Several family members gave victim impact statements at the hearing, including Joshua's mother, Connie Weeks.
“I hope for you to live a long and miserable life behind bars. Goodbye,” Weeks said to Jones.
Children died of unexplained seizures and other complications when Jones worked at a San Antonio hospital and clinic in Kerrville, about 55 miles (90 kilometers) northwest of San Antonio.
She was sentenced in 1984 to 99 years in prison in the killing of 15-month-old Chelsea McClellan. Later that year, she was sentenced to 60 years in prison in the sickening of 4-week-old Rolando Santos, who recovered. Chelsea was given a fatal injection of a muscle relaxant and Rolando received a large injection of a blood thinner.

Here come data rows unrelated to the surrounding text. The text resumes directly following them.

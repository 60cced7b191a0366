//! Rule-based quality gate.
//!
//! Deterministic, ordered rules; first match wins. Verdicts never block
//! storage — flagged records stay available for manual review, only
//! ACCEPTED ones are exported for analysis by convention.

use crate::config::LookupTables;
use crate::normalize::contract::ContractType;
use crate::normalize::NormalizedPosting;
use serde::{Deserialize, Serialize};

/// Fitness of a normalized posting for analytical use. Recomputed every
/// run; the stored label is never trusted across rule changes.
#[derive(Debug, Clone, Copy, PartialEq, Eq, Hash, Serialize, Deserialize)]
pub enum QualityVerdict {
    #[serde(rename = "ACCEPTED")]
    Accepted,
    #[serde(rename = "FLAGGED_MISSING_REQUIREMENTS")]
    FlaggedMissingRequirements,
    #[serde(rename = "FLAGGED_INCOMPLETE_SALARY")]
    FlaggedIncompleteSalary,
    #[serde(rename = "FLAGGED_NONSTANDARD_FORMAT")]
    FlaggedNonstandardFormat,
}

impl QualityVerdict {
    pub fn as_str(&self) -> &'static str {
        match self {
            Self::Accepted => "ACCEPTED",
            Self::FlaggedMissingRequirements => "FLAGGED_MISSING_REQUIREMENTS",
            Self::FlaggedIncompleteSalary => "FLAGGED_INCOMPLETE_SALARY",
            Self::FlaggedNonstandardFormat => "FLAGGED_NONSTANDARD_FORMAT",
        }
    }

    pub fn from_label(label: &str) -> Option<Self> {
        match label {
            "ACCEPTED" => Some(Self::Accepted),
            "FLAGGED_MISSING_REQUIREMENTS" => Some(Self::FlaggedMissingRequirements),
            "FLAGGED_INCOMPLETE_SALARY" => Some(Self::FlaggedIncompleteSalary),
            "FLAGGED_NONSTANDARD_FORMAT" => Some(Self::FlaggedNonstandardFormat),
            _ => None,
        }
    }

    /// All verdicts in a stable order, for histograms and CLI parsing.
    pub fn all() -> [Self; 4] {
        [
            Self::Accepted,
            Self::FlaggedMissingRequirements,
            Self::FlaggedIncompleteSalary,
            Self::FlaggedNonstandardFormat,
        ]
    }
}

impl std::fmt::Display for QualityVerdict {
    fn fmt(&self, f: &mut std::fmt::Formatter<'_>) -> std::fmt::Result {
        f.write_str(self.as_str())
    }
}

/// Apply the gate to a normalized posting candidate.
pub fn assess(posting: &NormalizedPosting, tables: &LookupTables) -> QualityVerdict {
    let missing_core = posting.institution.is_none()
        || posting.job_title.is_none()
        || !posting.experience.is_specified()
        || !posting.academic_profile.is_specified()
        || posting.contract_type == ContractType::Unknown;

    if missing_core {
        return QualityVerdict::FlaggedMissingRequirements;
    }

    if posting.salary_amount.is_none() {
        return QualityVerdict::FlaggedIncompleteSalary;
    }

    let institution_known = posting
        .institution
        .as_deref()
        .is_some_and(|i| tables.is_known_institution(i));
    if !institution_known {
        return QualityVerdict::FlaggedNonstandardFormat;
    }

    QualityVerdict::Accepted
}

#[cfg(test)]
mod tests {
    use super::*;
    use crate::config::PipelineConfig;
    use crate::normalize::text::TextField;
    use crate::normalize::Provenance;
    use chrono::NaiveDate;

    fn tables() -> LookupTables {
        PipelineConfig::load(None).unwrap().tables
    }

    fn complete_posting() -> NormalizedPosting {
        NormalizedPosting {
            posting_id: "100".into(),
            institution: Some("MINISTERIO DE SALUD".into()),
            job_title: Some("ENFERMERA".into()),
            vacancies: Some(1),
            experience: TextField::Text("Un año".into()),
            academic_profile: TextField::Text("Licenciada en Enfermería".into()),
            specialization: TextField::Unspecified,
            knowledge: TextField::Unspecified,
            competencies: TextField::Unspecified,
            salary_amount: Some(3500.0),
            posting_start_date: NaiveDate::from_ymd_opt(2025, 12, 5),
            posting_end_date: NaiveDate::from_ymd_opt(2025, 12, 19),
            contract_type: ContractType::Cas,
            provenance: Provenance::default(),
        }
    }

    #[test]
    fn test_complete_posting_accepted() {
        assert_eq!(assess(&complete_posting(), &tables()), QualityVerdict::Accepted);
    }

    #[test]
    fn test_null_salary_flagged_incomplete() {
        let mut p = complete_posting();
        p.salary_amount = None;
        assert_eq!(assess(&p, &tables()), QualityVerdict::FlaggedIncompleteSalary);
    }

    #[test]
    fn test_unknown_contract_type_flags_requirements() {
        let mut p = complete_posting();
        p.contract_type = ContractType::Unknown;
        assert_eq!(
            assess(&p, &tables()),
            QualityVerdict::FlaggedMissingRequirements
        );
    }

    #[test]
    fn test_rule_order_missing_title_beats_null_salary() {
        let mut p = complete_posting();
        p.job_title = None;
        p.salary_amount = None;
        assert_eq!(
            assess(&p, &tables()),
            QualityVerdict::FlaggedMissingRequirements
        );
    }

    #[test]
    fn test_unknown_institution_flags_nonstandard() {
        let mut p = complete_posting();
        p.institution = Some("Municipalidad de Ninguna Parte".into());
        assert_eq!(
            assess(&p, &tables()),
            QualityVerdict::FlaggedNonstandardFormat
        );
    }

    #[test]
    fn test_verdict_label_round_trip() {
        for v in QualityVerdict::all() {
            assert_eq!(QualityVerdict::from_label(v.as_str()), Some(v));
        }
        assert_eq!(QualityVerdict::from_label("nope"), None);
    }
}
//! Field normalization: RawPosting → NormalizedPosting candidate.
//!
//! Every function in this module is pure. Lookup tables come in as
//! explicit arguments; parse outcomes are tagged (`Parse::Parsed` vs
//! `Parse::Unparsed`) so the reason for a miss survives to the stats
//! layer instead of collapsing into a bare null.

pub mod contract;
pub mod dates;
pub mod institution;
pub mod salary;
pub mod text;
pub mod vacancy;

use crate::config::LookupTables;
use chrono::{DateTime, NaiveDate, Utc};
use contract::{ContractType, ConvocatoriaOutcome};
use serde::{Deserialize, Serialize};
use text::TextField;

/// A posting exactly as scraped: every field is opaque text. Ephemeral —
/// owned by the orchestrator for one run, never persisted directly.
#[derive(Debug, Clone, Default)]
pub struct RawPosting {
    pub posting_id: String,
    pub institution_raw: String,
    pub job_title: String,
    pub vacancies_text: String,
    pub experience_text: String,
    pub academic_profile_text: String,
    pub specialization_text: String,
    pub knowledge_text: String,
    pub competencies_text: String,
    pub salary_text: String,
    pub posting_start_text: String,
    pub posting_end_text: String,
    pub convocatoria_text: String,
    pub scrape_timestamp: Option<DateTime<Utc>>,
}

/// Tagged parse result. `Unparsed` keeps the raw input and the reason so
/// later rule-tuning can see what the parser rejected.
#[derive(Debug, Clone, PartialEq)]
pub enum Parse<T> {
    Parsed(T),
    Unparsed { raw: String, reason: String },
}

impl<T> Parse<T> {
    pub fn is_parsed(&self) -> bool {
        matches!(self, Parse::Parsed(_))
    }

    pub fn into_option(self) -> Option<T> {
        match self {
            Parse::Parsed(v) => Some(v),
            Parse::Unparsed { .. } => None,
        }
    }
}

/// Raw source text for the parse-bearing fields, carried alongside the
/// normalized values. This is what makes `convoca reprocess` possible
/// without re-scraping.
#[derive(Debug, Clone, Default, PartialEq)]
pub struct Provenance {
    pub institution_raw: String,
    pub vacancies_text: String,
    pub salary_text: String,
    pub posting_start_text: String,
    pub posting_end_text: String,
    pub convocatoria_text: String,
}

/// A normalized posting candidate, not yet quality-gated.
#[derive(Debug, Clone, PartialEq)]
pub struct NormalizedPosting {
    pub posting_id: String,
    /// Canonical display form, or None when the raw value was empty.
    pub institution: Option<String>,
    pub job_title: Option<String>,
    /// Number of vacancies for the position, when the portal gives one.
    pub vacancies: Option<u32>,
    pub experience: TextField,
    pub academic_profile: TextField,
    pub specialization: TextField,
    pub knowledge: TextField,
    pub competencies: TextField,
    /// Amount in PEN. No currency conversion.
    pub salary_amount: Option<f64>,
    pub posting_start_date: Option<NaiveDate>,
    pub posting_end_date: Option<NaiveDate>,
    pub contract_type: ContractType,
    pub provenance: Provenance,
}

/// Which per-field parses missed, for the run's diagnostic counters.
/// Empty convocatoria input is counted apart from an unmatched one.
#[derive(Debug, Clone, Copy, PartialEq, Eq, Hash, Serialize, Deserialize)]
pub enum ParseMiss {
    Vacancies,
    Salary,
    StartDate,
    EndDate,
    ConvocatoriaEmpty,
    ConvocatoriaUnmatched,
}

/// Normalize one raw posting. Returns the candidate record plus the list
/// of per-field parse misses for stats accumulation.
pub fn normalize(raw: &RawPosting, tables: &LookupTables) -> (NormalizedPosting, Vec<ParseMiss>) {
    let mut misses = Vec::new();

    let vacancies = vacancy::parse_vacancies(&raw.vacancies_text);
    if !vacancies.is_parsed() && !raw.vacancies_text.trim().is_empty() {
        misses.push(ParseMiss::Vacancies);
    }

    let salary = salary::parse_salary(&raw.salary_text);
    if !salary.is_parsed() && !raw.salary_text.trim().is_empty() {
        misses.push(ParseMiss::Salary);
    }

    let start = dates::parse_date(&raw.posting_start_text);
    if !start.is_parsed() && !raw.posting_start_text.trim().is_empty() {
        misses.push(ParseMiss::StartDate);
    }
    let end = dates::parse_date(&raw.posting_end_text);
    if !end.is_parsed() && !raw.posting_end_text.trim().is_empty() {
        misses.push(ParseMiss::EndDate);
    }

    let (contract_type, outcome) =
        contract::classify(&raw.convocatoria_text, &tables.contract_tokens);
    match outcome {
        ConvocatoriaOutcome::Empty => misses.push(ParseMiss::ConvocatoriaEmpty),
        ConvocatoriaOutcome::Unmatched => misses.push(ParseMiss::ConvocatoriaUnmatched),
        ConvocatoriaOutcome::Matched => {}
    }

    let posting = NormalizedPosting {
        posting_id: raw.posting_id.trim().to_string(),
        institution: institution::canonicalize(&raw.institution_raw, tables),
        job_title: text::clean_title(&raw.job_title),
        vacancies: vacancies.into_option(),
        experience: text::clean_free_text(&raw.experience_text, &tables.unspecified_sentinels),
        academic_profile: text::clean_free_text(
            &raw.academic_profile_text,
            &tables.unspecified_sentinels,
        ),
        specialization: text::clean_free_text(
            &raw.specialization_text,
            &tables.unspecified_sentinels,
        ),
        knowledge: text::clean_free_text(&raw.knowledge_text, &tables.unspecified_sentinels),
        competencies: text::clean_free_text(&raw.competencies_text, &tables.unspecified_sentinels),
        salary_amount: salary.into_option(),
        posting_start_date: start.into_option(),
        posting_end_date: end.into_option(),
        contract_type,
        provenance: Provenance {
            institution_raw: raw.institution_raw.clone(),
            vacancies_text: raw.vacancies_text.clone(),
            salary_text: raw.salary_text.clone(),
            posting_start_text: raw.posting_start_text.clone(),
            posting_end_text: raw.posting_end_text.clone(),
            convocatoria_text: raw.convocatoria_text.clone(),
        },
    };

    (posting, misses)
}
// Copyright 2026 Convoca Contributors
// SPDX-License-Identifier: Apache-2.0

#![allow(dead_code, unused_imports)]

use anyhow::Result;
use clap::{CommandFactory, Parser, Subcommand};
use clap_complete::Shell;
use std::path::PathBuf;

mod cli;
mod config;
mod error;
mod export;
mod fetcher;
mod normalize;
mod pipeline;
mod quality;
mod renderer;
mod stats;
mod store;
mod walker;

#[derive(Parser)]
#[command(
    name = "convoca",
    about = "Convoca — incremental collector and normalizer for SERVIR job postings",
    version,
    after_help = "Run 'convoca <command> --help' for details on each command."
)]
struct Cli {
    /// Output results as JSON (machine-readable)
    #[arg(long, global = true)]
    json: bool,

    /// Suppress non-essential output
    #[arg(long, short, global = true)]
    quiet: bool,

    /// Enable verbose/debug logging
    #[arg(long, short, global = true)]
    verbose: bool,

    /// SQLite store path (default: ~/.convoca/postings.db)
    #[arg(long, global = true)]
    db: Option<PathBuf>,

    #[command(subcommand)]
    command: Commands,
}

#[derive(Subcommand)]
enum Commands {
    /// Run a full collection pass against the portal
    Collect {
        /// Listing page index to start from
        #[arg(long, default_value = "0")]
        start_page: u32,
        /// Configuration file (lookup tables, retry policy)
        #[arg(long)]
        config: Option<PathBuf>,
    },
    /// Re-normalize stored postings without touching the network
    Reprocess {
        /// Configuration file (lookup tables, retry policy)
        #[arg(long)]
        config: Option<PathBuf>,
    },
    /// Export postings as CSV, optionally filtered by verdict
    Export {
        /// Verdict filter (e.g. "ACCEPTED"); omit for all rows
        #[arg(long)]
        verdict: Option<String>,
        /// Output file, or "-" for stdout
        #[arg(long, default_value = "-")]
        out: String,
    },
    /// Show stored-record count and verdict histogram
    Status,
    /// Generate shell completion scripts
    Completions {
        /// Shell type (bash, zsh, fish, powershell)
        shell: Shell,
    },
}

#[tokio::main]
async fn main() -> Result<()> {
    let args = Cli::parse();

    let default_level = if args.verbose { "debug" } else { "info" };
    tracing_subscriber::fmt()
        .with_env_filter(
            tracing_subscriber::EnvFilter::try_from_default_env()
                .unwrap_or_else(|_| tracing_subscriber::EnvFilter::new(default_level)),
        )
        .with_writer(std::io::stderr)
        .init();

    let db_path = args.db.clone().unwrap_or_else(cli::default_db_path);

    let result = match args.command {
        Commands::Collect { start_page, config } => {
            cli::collect_cmd::run(
                config.as_deref(),
                &db_path,
                start_page,
                args.json,
                args.quiet,
            )
            .await
        }
        Commands::Reprocess { config } => {
            cli::reprocess_cmd::run(config.as_deref(), &db_path, args.json, args.quiet)
        }
        Commands::Export { verdict, out } => {
            cli::export_cmd::run(&db_path, verdict.as_deref(), &out, args.quiet)
        }
        Commands::Status => cli::status_cmd::run(&db_path, args.json),
        Commands::Completions { shell } => {
            let mut cmd = Cli::command();
            clap_complete::generate(shell, &mut cmd, "convoca", &mut std::io::stdout());
            Ok(0)
        }
    };

    // Exit codes: 0 = complete, 2 = completed with partial failures,
    // 1 = aborted or fatal error.
    match result {
        Ok(code) => std::process::exit(code),
        Err(e) => {
            if !args.quiet {
                eprintln!("error: {e:#}");
            }
            std::process::exit(1);
        }
    }
}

In 2017, she was charged in Joshua's death; the 1981 killing of 2-year-old Rosemary Vega; the 1981 killing of 8-month-old Richard “Ricky” Nelson; the 1982 killing of 4-month-old Patrick Zavala; and the 1981 killing of 3-month-old Paul Villarreal.
“We trust our nurses — our nurses are specifically trained to provide comfort and medical care for their patients," Babbitt said after the hearing. “And these patients were not only children, but they were often critically ill children. And for her to decide on her watch who lived and who died is nothing short of evil.”
Prosecutors at Jones' 1984 murder trial said she injected children with drugs at the Kerrville clinic to demonstrate the need for a pediatric intensive care unit at a nearby hospital. Other prosecutors theorized that her tactic was to take swift medical action and save some of her victims so she could appear to be a sort of miracle worker.
In 2017, then-Bexar County District Attorney Nico LaHood said prosecutors "don't really know" her motivation.